After months of mediocrity, the index posted its highest weekly gain since November 2020. Investors rejoiced at increased clarity about monetary policy as well as an optimistic assessment by the Fed regarding the U.S. economic situation. The surge cut the index’s year-to-date losses by nearly half, though it is still down 6.7% for 2022 after falling into a correction last month.

Whether to hop on board the rally is a thorny question in a market that still faces its share of risks – chief among them the hawkish rate hike path the Fed unveiled on Wednesday and geopolitical uncertainty over Russia’s invasion of Ukraine.

Some big banks still believe that the worst is over for now. Strategists at UBS Global Wealth Management on Friday said the projected pace of Fed tightening is “consistent with rising stocks” and advised clients to remain invested in equities.

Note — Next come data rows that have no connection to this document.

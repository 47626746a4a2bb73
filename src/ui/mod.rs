//! # User Interface
//!
//! Colored terminal output, progress line and size formatting.

pub mod log;

pub use log::{debug, error, header, human_size, info, path_link, progress, success, warn, Log};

JPMorgan (NYSE:) earlier in the week forecast the S&P 500 would end the year at 4,900, about 10% above Friday’s close, saying that markets “have now cleared the much-anticipated Fed liftoff with policy likely as hawkish as it gets.”

Other people are not as optimistic. Worries that the Fed’s fight against inflation could bruise growth were apparent in the bond market, where a flattening of the yield curve accelerated after the Fed’s policy meeting this week. A reliable indicator of future recessions has been an inverted yield curve. This is when yields from shorter-term government bonds exceed those of the longer-term.

According to Rick Meckler (partner at Cherry Lane Investments), persistent inflation, high commodity prices, and little sign of an end in sight for investors further cloud the picture.

“The markets are more complicated now by interest rates, they are more complicated by inflation, and they are definitely more complicated by the Russian situation,” he said. “You had a lot of people in this week who thought we made a bottom, but it’s difficult to keep having higher and higher prices just based on that.”

Many also believe the week’s sharp gains in stocks are unlikely to quiet the economic concerns that fanned bearish sentiment in recent months.

According to BofA Global Research, fund managers have been allocating cash at the highest level since April 2020. This is according to their monthly survey. The latest survey by the American Association of Individual Investors found that retail investors are more bearish than usual at 50%. This is well beyond the historical average of 30%.

“The thing we are most concerned about right now … is really a question of whether we are going to go into a recession or not,” said King Lip, chief strategist at BakerAvenue Asset Management.

Lip is concerned about a possible “stagflationary environment” of falling growth and increasing inflation and has started to invest in commodities, energy shares and precious metals like gold ETFs and gold-mining stock.

Cresset Capital Management recommends that clients reduce their exposure to equities, and increase their exposure towards gold. Jack Ablin is Cresset Capital Management’s chief investment officer.

“We see certainly a pretty aggressive Fed that has really made inflation-fighting its number one priority and not necessarily protecting equity market values,” Ablin said.

To be sure, signs of rampant pessimism – such as high cash levels and dour sentiment — are often seen as contrarian indicators that are positive for equities. BoFA Global Research found that hedge funds were investing in cyclical stocks recently. These stocks are more likely to prosper when there is high economic growth.

“Despite weakening optimism on global growth, clients do not appear to be positioning for a recession,” BoFA’s strategists wrote.

Stocks have been able to weather rate-hike cycles with relative ease in the past. Since 1983, the S&P 500 has returned an average of 5.3% in the six months following the first Fed rate rise of a cycle, data from UBS showed.

“The Fed’s goal remains to engineer a soft landing for the economy,” the firm’s analysts wrote. We advise investors that they prepare for higher interest rates and remain engaged in equity markets.